South Salt Lake • One week’s allowance — in this case, $5 — might seem like a lot in the fist of a 10-year-old girl, but when Emma Mitchell heard money was needed to help Salt Lake City’s homeless community, she didn’t hesitate to give it away.
“I needed to do this,” said Emma, whose Whittier Elementary School has its share of homeless students. “They wouldn’t have the stuff they need without this. Every bit counts.”
Emma’s $5 is among more than $1.2 million in contributions so far to Shelter the Homeless, the Salt Lake County-based nonprofit tasked with building three new shelters and resource centers by mid-2019.
Donations are being matched dollar for dollar — up to $10 million — through a challenge grant from the Larry H. and Gail Miller family, which owns more than 60 car dealerships and the Utah Jazz.
“If only we could see through the eyes of a child,” Gail Miller said Thursday after a South Salt Lake news conference to announce the progress in donations. “She probably won’t ever see [what the money does] but I hope she has the assurance that we’ll do the right thing with it.”
Donations so far have come in amounts large and small, from contributors that include governments, businesses, individuals and families, said Harris Simmons, who is both president of Shelter the Homeless committee and CEO of Zions Bancorp.
The Salt Lake County Housing Authority, for example, will kick in $1 million to the effort, an amount announced Thursday by county Mayor Ben McAdams.

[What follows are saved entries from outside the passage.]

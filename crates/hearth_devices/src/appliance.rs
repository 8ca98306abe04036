//! Appliance kinds and their capability sets.
//!
//! Each device kind is a variant carrying its own capability implementation.
//! Capabilities a kind does not support return an explicit
//! [`ActionOutcome::Unsupported`] rather than silently doing nothing, so
//! callers (and tests) can tell an inert action from a performed one.

use std::fmt;

use hearth_foundation::{ActionKind, ActionParams, DeviceKind};

/// What a device did with a requested action.
#[derive(Clone, Debug, PartialEq, Eq)]
pub enum ActionOutcome {
    /// The action was performed; the payload describes what happened.
    Done(String),
    /// The device does not support this action. Not an error.
    Unsupported,
}

impl ActionOutcome {
    /// Returns true if the action was performed.
    #[must_use]
    pub fn is_done(&self) -> bool {
        matches!(self, Self::Done(_))
    }
}

impl fmt::Display for ActionOutcome {
    fn fmt(&self, f: &mut fmt::Formatter<'_>) -> fmt::Result {
        match self {
            Self::Done(description) => write!(f, "{description}"),
            Self::Unsupported => write!(f, "unsupported"),
        }
    }
}

/// The capability set a device may implement.
///
/// Every method defaults to [`ActionOutcome::Unsupported`]; a device kind
/// overrides exactly the capabilities it has. [`Capabilities::perform`]
/// routes an [`ActionKind`] to the matching method.
pub trait Capabilities {
    /// Switch on.
    fn turn_on(&self, params: &ActionParams) -> ActionOutcome {
        let _ = params;
        ActionOutcome::Unsupported
    }

    /// Switch off.
    fn turn_off(&self, params: &ActionParams) -> ActionOutcome {
        let _ = params;
        ActionOutcome::Unsupported
    }

    /// Dispense food.
    fn feed(&self, params: &ActionParams) -> ActionOutcome {
        let _ = params;
        ActionOutcome::Unsupported
    }

    /// Close.
    fn close(&self, params: &ActionParams) -> ActionOutcome {
        let _ = params;
        ActionOutcome::Unsupported
    }

    /// Open.
    fn open(&self, params: &ActionParams) -> ActionOutcome {
        let _ = params;
        ActionOutcome::Unsupported
    }

    /// Arm or program.
    fn set(&self, params: &ActionParams) -> ActionOutcome {
        let _ = params;
        ActionOutcome::Unsupported
    }

    /// Prepare something.
    fn prepare(&self, params: &ActionParams) -> ActionOutcome {
        let _ = params;
        ActionOutcome::Unsupported
    }

    /// Routes an action to the matching capability.
    ///
    /// [`ActionKind::None`] cannot come out of a successful parse, but maps
    /// to `Unsupported` rather than panicking.
    fn perform(&self, action: ActionKind, params: &ActionParams) -> ActionOutcome {
        match action {
            ActionKind::TurnOn => self.turn_on(params),
            ActionKind::TurnOff => self.turn_off(params),
            ActionKind::Feed => self.feed(params),
            ActionKind::Close => self.close(params),
            ActionKind::Open => self.open(params),
            ActionKind::Set => self.set(params),
            ActionKind::Prepare => self.prepare(params),
            ActionKind::None => ActionOutcome::Unsupported,
        }
    }
}

/// Window curtains: open and close; turn-on is spoken shorthand for open.
#[derive(Clone, Debug)]
pub struct Curtains;

impl Capabilities for Curtains {
    fn close(&self, _params: &ActionParams) -> ActionOutcome {
        ActionOutcome::Done("closing the curtains".to_string())
    }

    fn open(&self, _params: &ActionParams) -> ActionOutcome {
        ActionOutcome::Done("opening the curtains".to_string())
    }

    fn turn_on(&self, params: &ActionParams) -> ActionOutcome {
        self.open(params)
    }
}

/// Air conditioning: on and off.
#[derive(Clone, Debug)]
pub struct AirConditioning;

impl Capabilities for AirConditioning {
    fn turn_on(&self, _params: &ActionParams) -> ActionOutcome {
        ActionOutcome::Done("turning on".to_string())
    }

    fn turn_off(&self, _params: &ActionParams) -> ActionOutcome {
        ActionOutcome::Done("turning off".to_string())
    }
}

/// Automatic pet feeder: feed only.
#[derive(Clone, Debug)]
pub struct DogFeeder;

impl Capabilities for DogFeeder {
    fn feed(&self, _params: &ActionParams) -> ActionOutcome {
        ActionOutcome::Done("dispensing food".to_string())
    }
}

/// Dishwasher: a wash cycle is "set"; turn-on is shorthand for set.
#[derive(Clone, Debug)]
pub struct Dishwasher;

impl Capabilities for Dishwasher {
    fn set(&self, params: &ActionParams) -> ActionOutcome {
        ActionOutcome::Done(format!("washing dishes for {params}"))
    }

    fn turn_on(&self, params: &ActionParams) -> ActionOutcome {
        self.set(params)
    }
}

/// A lighting zone: on and off.
#[derive(Clone, Debug)]
pub struct LightingSystem;

impl Capabilities for LightingSystem {
    fn turn_on(&self, _params: &ActionParams) -> ActionOutcome {
        ActionOutcome::Done("lights on".to_string())
    }

    fn turn_off(&self, _params: &ActionParams) -> ActionOutcome {
        ActionOutcome::Done("lights off".to_string())
    }
}

/// Garden sprinkler: on (optionally timed) and off.
#[derive(Clone, Debug)]
pub struct Sprinkler;

impl Capabilities for Sprinkler {
    fn turn_on(&self, params: &ActionParams) -> ActionOutcome {
        ActionOutcome::Done(format!("watering for {params}"))
    }

    fn turn_off(&self, _params: &ActionParams) -> ActionOutcome {
        ActionOutcome::Done("stopping the water".to_string())
    }
}

/// Kitchen blender: prepare, usually scheduled.
#[derive(Clone, Debug)]
pub struct Blender;

impl Capabilities for Blender {
    fn prepare(&self, params: &ActionParams) -> ActionOutcome {
        ActionOutcome::Done(format!("scheduled to blend for {params}"))
    }
}

/// Alarm clock: set.
#[derive(Clone, Debug)]
pub struct AlarmClock;

impl Capabilities for AlarmClock {
    fn set(&self, params: &ActionParams) -> ActionOutcome {
        ActionOutcome::Done(format!("alarm set for {params}"))
    }
}

/// A connected appliance: a nickname plus the capability set of its kind.
#[derive(Clone, Debug)]
pub struct Appliance {
    nickname: String,
    kind: ApplianceKind,
}

/// The per-kind capability implementation behind an [`Appliance`].
#[derive(Clone, Debug)]
enum ApplianceKind {
    Curtains(Curtains),
    AirConditioning(AirConditioning),
    DogFeeder(DogFeeder),
    Dishwasher(Dishwasher),
    Lighting(LightingSystem),
    Sprinkler(Sprinkler),
    Blender(Blender),
    Alarm(AlarmClock),
}

impl Appliance {
    /// Connects window curtains under the given nickname.
    #[must_use]
    pub fn curtains(nickname: impl Into<String>) -> Self {
        Self {
            nickname: nickname.into(),
            kind: ApplianceKind::Curtains(Curtains),
        }
    }

    /// Connects an air-conditioning unit.
    #[must_use]
    pub fn air_conditioning(nickname: impl Into<String>) -> Self {
        Self {
            nickname: nickname.into(),
            kind: ApplianceKind::AirConditioning(AirConditioning),
        }
    }

    /// Connects a pet feeder.
    #[must_use]
    pub fn dog_feeder(nickname: impl Into<String>) -> Self {
        Self {
            nickname: nickname.into(),
            kind: ApplianceKind::DogFeeder(DogFeeder),
        }
    }

    /// Connects a dishwasher.
    #[must_use]
    pub fn dishwasher(nickname: impl Into<String>) -> Self {
        Self {
            nickname: nickname.into(),
            kind: ApplianceKind::Dishwasher(Dishwasher),
        }
    }

    /// Connects a lighting zone.
    #[must_use]
    pub fn lighting(nickname: impl Into<String>) -> Self {
        Self {
            nickname: nickname.into(),
            kind: ApplianceKind::Lighting(LightingSystem),
        }
    }

    /// Connects a sprinkler.
    #[must_use]
    pub fn sprinkler(nickname: impl Into<String>) -> Self {
        Self {
            nickname: nickname.into(),
            kind: ApplianceKind::Sprinkler(Sprinkler),
        }
    }

    /// Connects a blender.
    #[must_use]
    pub fn blender(nickname: impl Into<String>) -> Self {
        Self {
            nickname: nickname.into(),
            kind: ApplianceKind::Blender(Blender),
        }
    }

    /// Connects an alarm clock.
    #[must_use]
    pub fn alarm(nickname: impl Into<String>) -> Self {
        Self {
            nickname: nickname.into(),
            kind: ApplianceKind::Alarm(AlarmClock),
        }
    }

    /// The nickname this appliance answers to.
    #[must_use]
    pub fn nickname(&self) -> &str {
        &self.nickname
    }

    /// The capability tag the grammar resolves this appliance to.
    #[must_use]
    pub fn kind(&self) -> DeviceKind {
        match &self.kind {
            ApplianceKind::Curtains(_) => DeviceKind::Curtain,
            ApplianceKind::AirConditioning(_) => DeviceKind::AirConditioning,
            ApplianceKind::DogFeeder(_) => DeviceKind::DogFeeder,
            ApplianceKind::Dishwasher(_) => DeviceKind::Dishwasher,
            ApplianceKind::Lighting(_) => DeviceKind::LightingSystem,
            ApplianceKind::Sprinkler(_) => DeviceKind::Sprinkler,
            ApplianceKind::Blender(_) => DeviceKind::Blender,
            ApplianceKind::Alarm(_) => DeviceKind::Alarm,
        }
    }

    /// This appliance's capability set.
    #[must_use]
    pub fn capabilities(&self) -> &dyn Capabilities {
        match &self.kind {
            ApplianceKind::Curtains(c) => c,
            ApplianceKind::AirConditioning(c) => c,
            ApplianceKind::DogFeeder(c) => c,
            ApplianceKind::Dishwasher(c) => c,
            ApplianceKind::Lighting(c) => c,
            ApplianceKind::Sprinkler(c) => c,
            ApplianceKind::Blender(c) => c,
            ApplianceKind::Alarm(c) => c,
        }
    }

    /// Performs an action against this appliance's capability set.
    #[must_use]
    pub fn perform(&self, action: ActionKind, params: &ActionParams) -> ActionOutcome {
        self.capabilities().perform(action, params)
    }
}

Other large donations include $100,000 from the Shumway family of North Salt Lake and $25,000 from Comenity Capital Bank.
The rest has come from dozens of folks like Emma, whose pocketbooks could support modest amounts of $5 or $10.
The shelters are expected to open by July 2019 — when the downtown Salt Lake City shelter is set to close — and provide comprehensive, all-day services that would more effectively connect homeless people with jobs, drug treatment and mental health services and housing.
It’s a different approach to the problem, said Miller, who has a nephew who is both homeless and addicted to drugs, but one that will hopefully provide greater benefit to those in need and change the futures of the homeless children whose families are struggling to find a path to a better life.
“We can make a difference now by stopping this cycle of homelessness and bringing to bear services and places for them to get help,” said Miller, who encouraged the community to consider including donations to the project in holiday-giving plans.
The price tag for construction of the shelters is estimated at about $45 million. Roughly $16 million will come from state coffers as part of the Operation Rio Grande project launched in August to combat crime and drug addition in and around the growing homeless population in downtown Salt Lake City.
The rest — from private funds or corporate support — is an admittedly big ask from Utahns, Simmons said. But he’s not worried that the fundraising will fall short.
“This is a caring community,” he said, “and we’ll absolutely get there.”
For her part, Emma, whose parents, Bentley and Amy Mitchell, beamed as their daughter spoke at the news conference, is getting ready to donate another week of her allowance, money she earns by cleaning, reading and acts of kindness.
Her hope, she said, is it will help the homeless, especially kids, get food, clothing and other essentials.
“And maybe a place to live,” she said.